◆ Prompt: Search the records below for the word "contract". Copy each line where it occurs.

Collected data:
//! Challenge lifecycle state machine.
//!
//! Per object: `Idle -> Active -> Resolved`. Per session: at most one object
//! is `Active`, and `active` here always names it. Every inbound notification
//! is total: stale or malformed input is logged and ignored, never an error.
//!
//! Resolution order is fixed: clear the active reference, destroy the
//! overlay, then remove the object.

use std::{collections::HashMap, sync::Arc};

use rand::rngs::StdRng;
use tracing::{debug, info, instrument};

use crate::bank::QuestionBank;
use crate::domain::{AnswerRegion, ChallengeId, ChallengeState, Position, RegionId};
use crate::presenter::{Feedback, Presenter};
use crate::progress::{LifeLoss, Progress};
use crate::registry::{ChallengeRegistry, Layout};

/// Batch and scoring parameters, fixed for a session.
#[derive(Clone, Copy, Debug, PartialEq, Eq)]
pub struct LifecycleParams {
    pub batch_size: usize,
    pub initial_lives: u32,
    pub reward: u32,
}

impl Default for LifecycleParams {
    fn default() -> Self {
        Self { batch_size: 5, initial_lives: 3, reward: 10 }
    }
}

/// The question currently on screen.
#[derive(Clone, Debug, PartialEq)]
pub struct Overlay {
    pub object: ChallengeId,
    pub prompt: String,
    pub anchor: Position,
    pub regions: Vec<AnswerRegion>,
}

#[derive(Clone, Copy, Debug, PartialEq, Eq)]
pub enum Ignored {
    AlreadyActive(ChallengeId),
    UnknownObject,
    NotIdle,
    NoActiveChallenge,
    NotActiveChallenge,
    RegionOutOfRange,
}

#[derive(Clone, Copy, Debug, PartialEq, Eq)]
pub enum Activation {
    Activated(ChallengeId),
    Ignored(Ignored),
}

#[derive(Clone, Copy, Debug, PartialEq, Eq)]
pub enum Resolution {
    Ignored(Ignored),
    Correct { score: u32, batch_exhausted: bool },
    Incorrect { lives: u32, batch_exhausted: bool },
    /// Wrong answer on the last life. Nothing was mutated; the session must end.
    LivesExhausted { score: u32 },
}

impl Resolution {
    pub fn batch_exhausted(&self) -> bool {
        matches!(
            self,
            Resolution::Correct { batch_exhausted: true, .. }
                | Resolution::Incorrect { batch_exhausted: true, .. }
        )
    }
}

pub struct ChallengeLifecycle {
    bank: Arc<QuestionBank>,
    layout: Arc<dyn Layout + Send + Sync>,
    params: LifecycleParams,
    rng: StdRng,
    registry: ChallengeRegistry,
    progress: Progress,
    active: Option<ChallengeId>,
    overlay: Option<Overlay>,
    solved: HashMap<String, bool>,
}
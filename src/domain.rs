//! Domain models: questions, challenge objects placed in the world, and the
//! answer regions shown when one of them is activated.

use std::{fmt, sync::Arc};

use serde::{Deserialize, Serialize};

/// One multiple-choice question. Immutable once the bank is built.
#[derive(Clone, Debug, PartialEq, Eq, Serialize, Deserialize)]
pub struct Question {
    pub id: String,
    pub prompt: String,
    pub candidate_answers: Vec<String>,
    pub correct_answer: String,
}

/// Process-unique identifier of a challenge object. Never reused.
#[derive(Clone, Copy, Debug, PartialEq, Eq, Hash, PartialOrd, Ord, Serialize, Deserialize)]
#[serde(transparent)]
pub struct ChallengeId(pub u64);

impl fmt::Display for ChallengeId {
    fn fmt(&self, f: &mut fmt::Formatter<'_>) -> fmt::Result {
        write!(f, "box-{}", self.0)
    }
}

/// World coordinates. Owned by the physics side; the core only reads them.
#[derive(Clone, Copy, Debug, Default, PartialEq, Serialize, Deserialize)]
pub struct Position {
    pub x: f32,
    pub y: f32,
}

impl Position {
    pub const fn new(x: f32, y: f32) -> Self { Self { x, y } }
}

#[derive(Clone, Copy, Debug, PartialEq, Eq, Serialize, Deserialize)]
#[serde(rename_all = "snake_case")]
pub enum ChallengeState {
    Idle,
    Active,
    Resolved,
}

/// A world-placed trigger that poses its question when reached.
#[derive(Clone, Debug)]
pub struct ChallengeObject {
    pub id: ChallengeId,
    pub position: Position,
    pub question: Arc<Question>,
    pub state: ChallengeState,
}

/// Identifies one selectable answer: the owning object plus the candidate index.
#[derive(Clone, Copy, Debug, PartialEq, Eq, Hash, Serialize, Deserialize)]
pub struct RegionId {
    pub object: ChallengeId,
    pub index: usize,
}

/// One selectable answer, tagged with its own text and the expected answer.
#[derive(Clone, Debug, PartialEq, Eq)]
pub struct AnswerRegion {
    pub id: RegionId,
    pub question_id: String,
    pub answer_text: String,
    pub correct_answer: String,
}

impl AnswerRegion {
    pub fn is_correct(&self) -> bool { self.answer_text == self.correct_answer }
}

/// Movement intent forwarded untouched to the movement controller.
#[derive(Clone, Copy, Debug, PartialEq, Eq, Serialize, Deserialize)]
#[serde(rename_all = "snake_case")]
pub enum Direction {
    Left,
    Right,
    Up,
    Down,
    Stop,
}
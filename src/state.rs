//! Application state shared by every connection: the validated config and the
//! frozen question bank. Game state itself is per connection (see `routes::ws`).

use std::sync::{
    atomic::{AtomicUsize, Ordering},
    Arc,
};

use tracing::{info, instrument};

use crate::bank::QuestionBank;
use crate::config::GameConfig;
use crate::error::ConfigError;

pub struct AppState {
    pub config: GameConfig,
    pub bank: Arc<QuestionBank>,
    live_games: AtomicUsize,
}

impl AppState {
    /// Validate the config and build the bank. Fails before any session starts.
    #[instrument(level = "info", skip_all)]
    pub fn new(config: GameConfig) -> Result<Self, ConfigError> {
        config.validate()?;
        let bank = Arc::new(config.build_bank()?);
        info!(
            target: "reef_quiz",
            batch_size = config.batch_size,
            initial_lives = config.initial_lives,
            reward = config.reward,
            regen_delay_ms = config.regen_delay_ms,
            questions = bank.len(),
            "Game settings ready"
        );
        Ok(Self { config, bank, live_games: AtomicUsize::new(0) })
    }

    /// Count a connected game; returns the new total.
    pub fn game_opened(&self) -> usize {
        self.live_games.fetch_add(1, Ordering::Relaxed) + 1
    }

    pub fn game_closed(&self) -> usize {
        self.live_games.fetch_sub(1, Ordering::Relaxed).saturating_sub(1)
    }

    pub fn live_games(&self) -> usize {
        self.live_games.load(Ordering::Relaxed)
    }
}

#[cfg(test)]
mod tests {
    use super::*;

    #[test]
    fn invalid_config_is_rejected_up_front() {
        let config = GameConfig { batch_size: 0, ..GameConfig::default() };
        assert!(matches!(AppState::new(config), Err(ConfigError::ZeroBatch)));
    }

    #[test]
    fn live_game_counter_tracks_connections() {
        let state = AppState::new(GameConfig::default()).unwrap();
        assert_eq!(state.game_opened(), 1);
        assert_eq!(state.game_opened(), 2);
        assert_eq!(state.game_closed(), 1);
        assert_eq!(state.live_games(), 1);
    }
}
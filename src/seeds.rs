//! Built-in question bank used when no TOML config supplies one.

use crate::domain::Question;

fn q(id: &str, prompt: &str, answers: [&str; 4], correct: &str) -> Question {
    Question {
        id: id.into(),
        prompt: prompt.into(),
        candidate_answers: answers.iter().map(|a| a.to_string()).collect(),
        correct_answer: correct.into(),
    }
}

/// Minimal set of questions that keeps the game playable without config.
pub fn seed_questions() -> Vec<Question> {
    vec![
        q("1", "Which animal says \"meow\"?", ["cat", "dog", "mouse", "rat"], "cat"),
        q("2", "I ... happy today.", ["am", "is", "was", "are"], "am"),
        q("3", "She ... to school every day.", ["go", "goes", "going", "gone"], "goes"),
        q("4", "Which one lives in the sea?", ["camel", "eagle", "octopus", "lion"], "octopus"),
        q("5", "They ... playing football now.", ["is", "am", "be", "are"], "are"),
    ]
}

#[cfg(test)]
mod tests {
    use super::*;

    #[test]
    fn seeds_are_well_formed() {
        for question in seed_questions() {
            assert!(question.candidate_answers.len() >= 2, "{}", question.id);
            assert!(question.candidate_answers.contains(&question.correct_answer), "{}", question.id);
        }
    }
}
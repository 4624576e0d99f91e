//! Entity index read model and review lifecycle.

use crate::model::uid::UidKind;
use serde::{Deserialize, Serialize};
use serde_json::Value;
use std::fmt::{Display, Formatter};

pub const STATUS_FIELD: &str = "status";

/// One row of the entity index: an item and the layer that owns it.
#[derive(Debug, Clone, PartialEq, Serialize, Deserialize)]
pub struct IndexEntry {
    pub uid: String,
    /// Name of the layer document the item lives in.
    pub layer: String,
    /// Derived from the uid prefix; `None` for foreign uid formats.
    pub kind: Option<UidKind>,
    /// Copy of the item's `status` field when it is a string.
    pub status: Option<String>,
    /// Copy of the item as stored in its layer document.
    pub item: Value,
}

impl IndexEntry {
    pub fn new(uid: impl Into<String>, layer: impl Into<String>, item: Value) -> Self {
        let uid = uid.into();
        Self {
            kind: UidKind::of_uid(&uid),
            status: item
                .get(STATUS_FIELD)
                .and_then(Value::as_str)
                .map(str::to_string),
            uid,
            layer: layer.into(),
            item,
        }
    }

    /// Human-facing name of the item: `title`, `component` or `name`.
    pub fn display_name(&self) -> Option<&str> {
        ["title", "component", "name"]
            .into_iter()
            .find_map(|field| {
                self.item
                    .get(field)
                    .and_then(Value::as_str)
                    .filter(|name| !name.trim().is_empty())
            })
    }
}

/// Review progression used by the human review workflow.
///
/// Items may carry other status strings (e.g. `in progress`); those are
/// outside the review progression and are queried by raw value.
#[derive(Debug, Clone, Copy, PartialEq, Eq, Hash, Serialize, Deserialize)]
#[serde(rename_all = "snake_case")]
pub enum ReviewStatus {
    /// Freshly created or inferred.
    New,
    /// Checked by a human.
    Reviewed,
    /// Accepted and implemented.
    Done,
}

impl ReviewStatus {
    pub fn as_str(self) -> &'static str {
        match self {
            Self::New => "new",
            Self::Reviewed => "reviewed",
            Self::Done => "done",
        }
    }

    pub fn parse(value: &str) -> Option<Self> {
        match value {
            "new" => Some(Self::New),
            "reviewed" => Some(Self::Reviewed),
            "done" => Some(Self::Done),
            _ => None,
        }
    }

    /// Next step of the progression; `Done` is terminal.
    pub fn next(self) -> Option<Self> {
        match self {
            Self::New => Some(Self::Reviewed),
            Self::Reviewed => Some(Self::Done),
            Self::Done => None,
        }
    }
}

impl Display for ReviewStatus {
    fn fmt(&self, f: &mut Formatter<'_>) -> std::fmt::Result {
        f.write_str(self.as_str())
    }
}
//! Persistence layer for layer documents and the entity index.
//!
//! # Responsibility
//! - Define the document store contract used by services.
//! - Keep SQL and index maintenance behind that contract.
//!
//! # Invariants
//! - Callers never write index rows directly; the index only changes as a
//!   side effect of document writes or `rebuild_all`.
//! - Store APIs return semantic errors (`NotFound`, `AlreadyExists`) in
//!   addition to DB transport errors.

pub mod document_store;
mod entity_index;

◆ Solved problem:
//! - Define the document store contract used by services.
//! - Keep SQL and index maintenance behind that contract.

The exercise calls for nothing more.